• _YOUR TASK_:
When the line containing "observer's point of" is found in the data below, copy it and each line after it through the line containing "pub fn hydrate(repository: Arc<dyn", exactly and with no others.

• _WORKING DATA_:
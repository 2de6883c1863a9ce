//! Persisted configuration store
//!
//! The single owned state aggregate every other component reads and
//! writes. There are no ambient globals; consumers receive an
//! `Arc<ConfigStore>` explicitly.

use std::sync::Arc;

use lumen_domain::constants::SCHEMA_VERSION;
use lumen_domain::{PersistedState, Result, StateEnvelope};
use parking_lot::RwLock;
use tokio::sync::watch;
use tracing::{debug, warn};

use crate::ports::StateRepository;

/// Owned, persisted application state with change subscriptions.
///
/// Every committed update is written through to the [`StateRepository`]
/// before observers see it; with the single event loop the surrounding
/// application runs on, updates are atomic from an observer's point of
/// view (no partial-write visibility).
pub struct ConfigStore {
    repository: Arc<dyn StateRepository>,
    state: RwLock<PersistedState>,
    tx: watch::Sender<PersistedState>,
}

impl ConfigStore {
    /// Build a store hydrated from durable storage.
    ///
    /// Resets to defaults when no blob exists, when the blob cannot be
    /// read, or when its schema version differs from the current one.
    /// There is deliberately no migration path; a mismatched version is
    /// treated like a fresh installation.
    pub fn hydrate(repository: Arc<dyn StateRepository>) -> Self {
        let state = match repository.load() {
            Ok(Some(envelope)) if envelope.version == SCHEMA_VERSION => {
                debug!("state hydrated from durable storage");
                envelope.state
            }
            Ok(Some(envelope)) => {
                warn!(
                    found = envelope.version,
                    expected = SCHEMA_VERSION,
                    "persisted state version mismatch, resetting to defaults"
                );
                PersistedState::default()
            }
            Ok(None) => {
                debug!("no persisted state found, starting with defaults");
                PersistedState::default()
            }
            Err(err) => {
                warn!(error = %err, "persisted state unreadable, resetting to defaults");
                PersistedState::default()
            }
        };

        let (tx, _rx) = watch::channel(state.clone());
        Self { repository, state: RwLock::new(state), tx }
    }

    /// Snapshot of the current state.
    #[must_use]
    pub fn get(&self) -> PersistedState {
        self.state.read().clone()
    }

    /// Mutate the state and persist the result.
    ///
    /// The mutation is applied to a copy first and only committed (and
    /// broadcast to subscribers) once the write to durable storage has
    /// succeeded, so a storage failure leaves the in-memory state exactly
    /// as it was.
    ///
    /// # Errors
    /// Returns the repository error when persisting fails; the mutation is
    /// discarded in that case.
    pub fn update<F>(&self, mutate: F) -> Result<()>
    where
        F: FnOnce(&mut PersistedState),
    {
        let mut guard = self.state.write();
        let mut next = guard.clone();
        mutate(&mut next);

        if next == *guard {
            return Ok(());
        }

        self.repository.save(&StateEnvelope::current(next.clone()))?;
        *guard = next.clone();
        drop(guard);

        self.tx.send_replace(next);
        Ok(())
    }

    /// Subscribe to committed state changes.
    ///
    /// The receiver starts out seeing the current state and is notified on
    /// every committed [`update`](Self::update).
    #[must_use]
    pub fn subscribe(&self) -> watch::Receiver<PersistedState> {
        self.tx.subscribe()
    }
}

• _RESPONSE TO THE TASK_:
/// application runs on, updates are atomic from an observer's point of
/// view (no partial-write visibility).
pub struct ConfigStore {
    repository: Arc<dyn StateRepository>,
    state: RwLock<PersistedState>,
    tx: watch::Sender<PersistedState>,
}

impl ConfigStore {
    /// Build a store hydrated from durable storage.
    ///
    /// Resets to defaults when no blob exists, when the blob cannot be
    /// read, or when its schema version differs from the current one.
    /// There is deliberately no migration path; a mismatched version is
    /// treated like a fresh installation.
    pub fn hydrate(repository: Arc<dyn StateRepository>) -> Self {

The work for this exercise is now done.